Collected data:
==========
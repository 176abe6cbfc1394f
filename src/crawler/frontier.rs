//! Bounded breadth-first crawl frontier

use crate::url::{canonicalize, same_origin};
use crate::UrlResult;
use std::collections::{HashSet, VecDeque};
use url::Url;

/// A page waiting to be cloned
#[derive(Debug, Clone, PartialEq, Eq)]
pub struct QueuedPage {
    /// Canonical URL of the page
    pub url: Url,
    /// Link distance from the root page
    pub depth: u32,
}

/// Mutable state of one crawl
///
/// Invariants:
/// - every queued URL is also in `visited`, so nothing is queued twice
/// - `visited` may also hold the root's redirect target, which takes no slot
/// - `pages_cloned <= max_pages`
/// - no queued depth exceeds `max_depth`
#[derive(Debug, Default)]
pub struct CrawlState {
    /// Canonical URLs admitted to the crawl, queued or already dispatched
    pub visited: HashSet<String>,
    /// Pages still to dispatch, in discovery order
    pub queue: VecDeque<QueuedPage>,
    /// Slots taken by dispatched pages, failed ones included
    pub pages_cloned: usize,
}

/// Owns the `CrawlState` and is the only thing that changes it
#[derive(Debug)]
pub struct Frontier {
    state: CrawlState,
    root: Url,
    max_pages: usize,
    max_depth: u32,
}

impl Frontier {
    /// Seeds the queue with `root` at depth 0
    pub fn new(root: &Url, max_pages: usize, max_depth: u32) -> UrlResult<Self> {
        let root = canonicalize(root)?;
        let mut state = CrawlState::default();
        state.visited.insert(root.to_string());
        state.queue.push_back(QueuedPage {
            url: root.clone(),
            depth: 0,
        });

        Ok(Self {
            state,
            root,
            max_pages,
            max_depth,
        })
    }

    /// Takes up to `size` pages off the queue and reserves their slots
    ///
    /// Slots are counted here, before any page is cloned, so pages in flight
    /// can never push the crawl past `max_pages`.
    pub fn next_wave(&mut self, size: usize) -> Vec<QueuedPage> {
        let mut wave = Vec::new();
        while wave.len() < size.max(1) && self.state.pages_cloned < self.max_pages {
            let Some(page) = self.state.queue.pop_front() else {
                break;
            };
            self.state.pages_cloned += 1;
            wave.push(page);
        }
        wave
    }

    /// Moves the crawl origin to where the root page was actually served
    ///
    /// Called with the root's final URL after a redirect. The final URL is
    /// marked visited so links back to it are not cloned a second time. It
    /// does not take a page slot: the root already holds one.
    pub fn rebase(&mut self, final_url: &Url) -> UrlResult<()> {
        let canonical = canonicalize(final_url)?;
        if canonical != self.root {
            tracing::debug!("Crawl origin moved from {} to {}", self.root, canonical);
            self.state.visited.insert(canonical.to_string());
            self.root = canonical;
        }
        Ok(())
    }

    /// Pages dispatched or still queued
    fn admitted(&self) -> usize {
        self.state.pages_cloned + self.state.queue.len()
    }

    /// Admits the links found on `page`
    ///
    /// Links are taken in the order given. A link is admitted only when it is
    /// same-origin with the root, not seen before and the page budget still
    /// has room counting everything already admitted. Nothing is admitted from
    /// a page at `max_depth`. Returns how many links were queued.
    pub fn discover<I>(&mut self, page: &QueuedPage, links: I) -> usize
    where
        I: IntoIterator<Item = Url>,
    {
        if page.depth >= self.max_depth {
            return 0;
        }

        let mut queued = 0;
        for link in links {
            if self.admitted() >= self.max_pages {
                break;
            }
            if !same_origin(&link, &self.root) {
                tracing::debug!("Not following cross-origin link {}", link);
                continue;
            }
            let Ok(canonical) = canonicalize(&link) else {
                continue;
            };
            if !self.state.visited.insert(canonical.to_string()) {
                continue;
            }

            tracing::debug!("Queued {} at depth {}", canonical, page.depth + 1);
            self.state.queue.push_back(QueuedPage {
                url: canonical,
                depth: page.depth + 1,
            });
            queued += 1;
        }
        queued
    }

    /// True once the queue is drained or the page budget is used up
    pub fn is_done(&self) -> bool {
        self.state.queue.is_empty() || self.state.pages_cloned >= self.max_pages
    }

    pub fn state(&self) -> &CrawlState {
        &self.state
    }
}
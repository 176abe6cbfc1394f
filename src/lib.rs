//! PageLock: offline page cloning
//!
//! This crate fetches a remote web page and rewrites it into a self-contained
//! HTML document: stylesheets inlined, images optionally embedded as data URIs,
//! same-host scripts inlined and every remaining reference made absolute.
//! A full-site mode crawls same-origin pages under a depth and page budget and
//! packages the results as a zip archive.

pub mod archive;
pub mod cloner;
pub mod config;
pub mod crawler;
pub mod document;
pub mod fetch;
pub mod passes;
pub mod server;
pub mod url;

use thiserror::Error;

/// Main error type for clone operations
#[derive(Debug, Error)]
pub enum CloneError {
    #[error("Validation error: {0}")]
    Validation(String),

    #[error("Network error: {0}")]
    Fetch(#[from] FetchError),

    #[error("Request failed with status code {status} for {url}")]
    HttpStatus { url: String, status: u16 },

    #[error("URL error: {0}")]
    Url(#[from] UrlError),

    #[error("Packaging error: {0}")]
    Archive(#[from] ArchiveError),

    #[error("IO error: {0}")]
    Io(#[from] std::io::Error),
}

impl CloneError {
    /// HTTP status code used when this error is surfaced to a caller
    pub fn status_code(&self) -> u16 {
        match self {
            Self::Validation(_) => 400,
            _ => 500,
        }
    }

    /// Short caller-visible message
    pub fn user_message(&self) -> String {
        match self {
            Self::Validation(message) => message.clone(),
            Self::Fetch(e) => format!("Failed to fetch website: {}", e),
            Self::HttpStatus { status, .. } => {
                format!("Failed to fetch website: Request failed with status code {}", status)
            }
            other => format!("An error occurred: {}", other),
        }
    }
}

/// Transport-level failures raised by the fetch layer
///
/// A non-2xx response is not an error at this level; it comes back as a
/// regular `FetchResult` and the caller decides.
#[derive(Debug, Error)]
pub enum FetchError {
    #[error("Request timeout for {url}")]
    Timeout { url: String },

    #[error("Connection failed for {url}: {message}")]
    Connect { url: String, message: String },

    #[error("HTTP error for {url}: {source}")]
    Http { url: String, source: reqwest::Error },

    #[error("Failed to read response body from {url}: {message}")]
    Body { url: String, message: String },

    #[error("HTTP client error: {0}")]
    Client(#[from] reqwest::Error),
}

impl FetchError {
    /// Classifies a reqwest error the same way for every request
    pub fn from_reqwest(url: &str, error: reqwest::Error) -> Self {
        if error.is_timeout() {
            Self::Timeout {
                url: url.to_string(),
            }
        } else if error.is_connect() {
            Self::Connect {
                url: url.to_string(),
                message: error.to_string(),
            }
        } else {
            Self::Http {
                url: url.to_string(),
                source: error,
            }
        }
    }
}

/// Configuration-specific errors
#[derive(Debug, Error)]
pub enum ConfigError {
    #[error("Failed to read config file: {0}")]
    Io(#[from] std::io::Error),

    #[error("Failed to parse TOML: {0}")]
    Parse(#[from] toml::de::Error),

    #[error("Validation error: {0}")]
    Validation(String),

    #[error("Invalid URL in config: {0}")]
    InvalidUrl(String),
}

/// URL-specific errors
#[derive(Debug, Error)]
pub enum UrlError {
    #[error("Cannot resolve '{reference}' against '{base}': {source}")]
    Resolve {
        reference: String,
        base: String,
        source: ::url::ParseError,
    },

    #[error("Failed to parse URL: {0}")]
    Parse(String),

    #[error("Invalid URL scheme: {0}")]
    InvalidScheme(String),

    #[error("Missing host in URL")]
    MissingHost,
}

/// Archive packaging errors
#[derive(Debug, Error)]
pub enum ArchiveError {
    #[error("Zip error: {0}")]
    Zip(#[from] zip::result::ZipError),

    #[error("IO error: {0}")]
    Io(#[from] std::io::Error),
}

/// Result type alias for clone operations
pub type Result<T> = std::result::Result<T, CloneError>;

/// Result type alias for configuration operations
pub type ConfigResult<T> = std::result::Result<T, ConfigError>;

/// Result type alias for URL operations
pub type UrlResult<T> = std::result::Result<T, UrlError>;

// Re-export commonly used types
pub use cloner::{clone_single_page, CloneOptions, CloneResult};
pub use config::Config;
pub use crawler::{clone_site, SiteCloneResult};
pub use fetch::{FetchRequest, FetchResult, Fetcher, HttpFetcher};
pub use url::{normalize_target_url, resolve};
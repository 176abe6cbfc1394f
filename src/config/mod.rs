//! Configuration module for PageLock
//!
//! This module handles loading, parsing, and validating the optional TOML
//! configuration file. Every field has a default, so a missing file or a
//! missing section yields a usable configuration.
//!
//! # Example
//!
//! ```no_run
//! use pagelock::config::load_config;
//! use std::path::Path;
//!
//! let config = load_config(Path::new("pagelock.toml")).unwrap();
//! println!("Crawl will stop after {} pages", config.crawl.max_pages);
//! ```

mod parser;
mod types;
mod validation;

// Re-export types
pub use types::{Config, CrawlConfig, FetcherConfig, ServerConfig, DEFAULT_USER_AGENT};

// Re-export parser functions
pub use parser::{load_config, load_config_or_default};
pub use validation::validate;
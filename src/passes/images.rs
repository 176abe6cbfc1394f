//! Image embedder and image URL rewriter

use super::{
    absolutize_attr, apply_or_absolutize, fetch_all, PassContext, PassReport, ResourceFetchError,
};
use crate::document::{get_node_attr, remove_node_attr, set_node_attr, PageDocument};
use crate::fetch::FetchRequest;
use crate::url::{absolutize_srcset, resolve_against};
use base64::{engine::general_purpose::STANDARD, Engine as _};
use markup5ever_rcdom::Handle;
use url::Url;

/// MIME type used when the server does not send one
const DEFAULT_IMAGE_MIME: &str = "image/png";

/// Builds a `data:` URI for binary content
pub fn create_data_url(mime: &str, data: &[u8]) -> String {
    format!("data:{};base64,{}", mime, STANDARD.encode(data))
}

/// Embeds every `<img>` as a `data:` URI
///
/// All images of the page are fetched concurrently and the pass returns only
/// once each one has settled. An embedded image loses its `srcset`; an image
/// that cannot be fetched gets absolute `src` and `srcset` instead.
pub async fn embed_images(doc: &PageDocument, ctx: &PassContext<'_>) -> PassReport {
    let mut report = PassReport::default();
    let mut jobs: Vec<(Handle, FetchRequest)> = Vec::new();

    for img in doc.elements("img") {
        let src = get_node_attr(&img, "src").filter(|s| !s.trim().is_empty());

        let Some(src) = src.filter(|s| !s.starts_with("data:")) else {
            // Nothing to embed; still make any srcset usable offline
            if absolutize_srcset_attr(&img, &ctx.base) {
                report.absolutized += 1;
            }
            continue;
        };

        match resolve_against(&src, &ctx.base) {
            Ok(image_url) => jobs.push((
                img,
                FetchRequest::get(image_url.as_str(), ctx.config.image_timeout()).binary(),
            )),
            Err(e) => {
                tracing::debug!("Leaving image '{}' unchanged: {}", src, e);
                if absolutize_srcset_attr(&img, &ctx.base) {
                    report.absolutized += 1;
                }
            }
        }
    }

    tracing::debug!("Embedding {} images", jobs.len());

    for (img, outcome) in fetch_all(ctx, jobs).await {
        let embedded = |response: crate::fetch::FetchResult| {
            if response.bytes().is_empty() {
                return Err(ResourceFetchError::EmptyBody {
                    url: response.final_url.clone(),
                });
            }
            let mime = response.mime_type().unwrap_or(DEFAULT_IMAGE_MIME);
            let data_url = create_data_url(mime, response.bytes());
            set_node_attr(&img, "src", Some(data_url.as_str()));
            remove_node_attr(&img, "srcset");
            Ok(())
        };

        let failed_before = report.failed;
        apply_or_absolutize(&img, "src", &ctx.base, outcome, embedded, &mut report);
        if report.failed > failed_before {
            absolutize_srcset_attr(&img, &ctx.base);
        }
    }

    report
}

/// Rewrites every `<img>` `src` and `srcset` to absolute URLs without fetching
pub fn rewrite_image_urls(doc: &PageDocument, base: &Url) -> PassReport {
    let mut report = PassReport::default();

    for img in doc.elements("img") {
        if absolutize_attr(&img, "src", base) {
            report.absolutized += 1;
        }
        if absolutize_srcset_attr(&img, base) {
            report.absolutized += 1;
        }
    }

    report
}

fn absolutize_srcset_attr(node: &Handle, base: &Url) -> bool {
    let Some(srcset) = get_node_attr(node, "srcset").filter(|s| !s.trim().is_empty()) else {
        return false;
    };
    let rewritten = absolutize_srcset(&srcset, base);
    set_node_attr(node, "srcset", Some(rewritten.as_str()));
    true
}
==========
Lines with "that" in them are what the answer must contain; copy each from the records above.

/// Owns the `CrawlState` and is the only thing that changes it
/// that cannot be fetched gets absolute `src` and `srcset` instead.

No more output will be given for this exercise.